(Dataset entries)
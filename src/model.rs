//! Fitted linear classifier and its on-disk artifact.
//!
//! The artifact is the only contract between the trainer and the web application:
//! it carries the feature order, the parameters and the class labels, so that
//! a loaded model predicts exactly what the trainer evaluated.

use std::fs;
use std::path::Path;

use itertools::Itertools;
use ndarray::{Array1, Array2, ArrayView2};
use serde::{Deserialize, Serialize};
use serde_pickle::{DeOptions, SerOptions};

use crate::prelude::*;

#[derive(Serialize, Deserialize, Clone, Debug, PartialEq)]
pub struct Classifier {
    /// Ordered feature names, one per coefficient row.
    pub feature_names: Vec<String>,

    /// Human-readable class names, aligned with [`Classifier::classes`].
    pub target_names: Vec<String>,

    /// Class labels in ascending order, one per coefficient column.
    pub classes: Vec<usize>,

    /// Weights, `n_features × n_classes`.
    pub coefficients: Array2<f64>,

    pub intercept: Array1<f64>,
}

impl Classifier {
    pub fn new(
        feature_names: Vec<String>,
        target_names: Vec<String>,
        classes: Vec<usize>,
        coefficients: Array2<f64>,
        intercept: Array1<f64>,
    ) -> Result<Self> {
        let this = Self {
            feature_names,
            target_names,
            classes,
            coefficients,
            intercept,
        };
        this.validate()?;
        Ok(this)
    }

    /// Number of features the model expects in every row.
    #[must_use]
    pub fn n_features(&self) -> usize {
        self.coefficients.nrows()
    }

    /// Predicts the class label for every row of the feature matrix.
    pub fn predict(&self, features: ArrayView2<f64>) -> Result<Array1<usize>> {
        if features.ncols() != self.n_features() {
            bail!("expected {} features, got {}", self.n_features(), features.ncols());
        }
        let scores = features.dot(&self.coefficients) + &self.intercept;
        scores
            .rows()
            .into_iter()
            .map(|row| {
                // Overflowing inputs still get a class: `total_cmp` orders infinities and NaNs.
                let (index, _) = row
                    .iter()
                    .copied()
                    .enumerate()
                    .max_by(|(_, lhs), (_, rhs)| lhs.total_cmp(rhs))
                    .ok_or_else(|| anyhow!("the model has no classes"))?;
                Ok(self.classes[index])
            })
            .collect()
    }

    /// Reshapes the feature vector into a single row and predicts its class label.
    pub fn predict_one(&self, features: &[f64]) -> Result<usize> {
        let row = ArrayView2::from_shape((1, features.len()), features)?;
        self.predict(row)?
            .get(0)
            .copied()
            .ok_or_else(|| anyhow!("the model returned no prediction"))
    }

    #[instrument(level = "info", skip_all, fields(path = ?path.as_ref()))]
    pub fn save(&self, path: impl AsRef<Path>) -> Result {
        let buffer = serde_pickle::to_vec(self, SerOptions::new())
            .context("failed to serialize the model")?;
        fs::write(path.as_ref(), buffer).context("failed to write the model artifact")?;
        info!(n_features = self.n_features(), n_classes = self.classes.len(), "saved");
        Ok(())
    }

    #[instrument(level = "info", skip_all, fields(path = ?path.as_ref()))]
    pub fn load(path: impl AsRef<Path>) -> Result<Self> {
        let buffer = fs::read(path.as_ref()).context("failed to read the model artifact")?;
        let this: Self = serde_pickle::from_slice(&buffer, DeOptions::new())
            .context("failed to deserialize the model")?;
        this.validate().context("the model artifact is corrupt")?;
        info!(n_features = this.n_features(), n_classes = this.classes.len(), "loaded");
        Ok(this)
    }

    fn validate(&self) -> Result {
        let (n_features, n_classes) = self.coefficients.dim();
        if n_features == 0 || n_classes == 0 {
            bail!("empty coefficient matrix");
        }
        if self.feature_names.len() != n_features {
            bail!("{} feature names for {} features", self.feature_names.len(), n_features);
        }
        if self.intercept.len() != n_classes || self.classes.len() != n_classes {
            bail!(
                "{} classes and {} intercepts for {} coefficient columns",
                self.classes.len(),
                self.intercept.len(),
                n_classes,
            );
        }
        if !self.target_names.is_empty() && self.target_names.len() != n_classes {
            bail!("{} target names for {} classes", self.target_names.len(), n_classes);
        }
        if !self.classes.iter().tuple_windows().all(|(lhs, rhs)| lhs < rhs) {
            bail!("class labels must be strictly ascending");
        }
        Ok(())
    }
}
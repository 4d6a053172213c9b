pub use self::error::ErrorMiddleware;
pub use self::security_headers::SecurityHeadersMiddleware;
pub use self::sentry::SentryMiddleware;
pub use self::timeit::TimeItMiddleware;

mod error;
mod security_headers;
mod sentry;
mod timeit;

- INSTRUCTIONS FOR THE TASK:
Take the lines above from the first through the one containing "use itertools::Itertools;" and reproduce them exactly; include nothing else.

- THE ANSWER:
filename src/model.rs
//! Fitted linear classifier and its on-disk artifact.
//!
//! The artifact is the only contract between the trainer and the web application:
//! it carries the feature order, the parameters and the class labels, so that
//! a loaded model predicts exactly what the trainer evaluated.

use std::fs;
use std::path::Path;

use itertools::Itertools;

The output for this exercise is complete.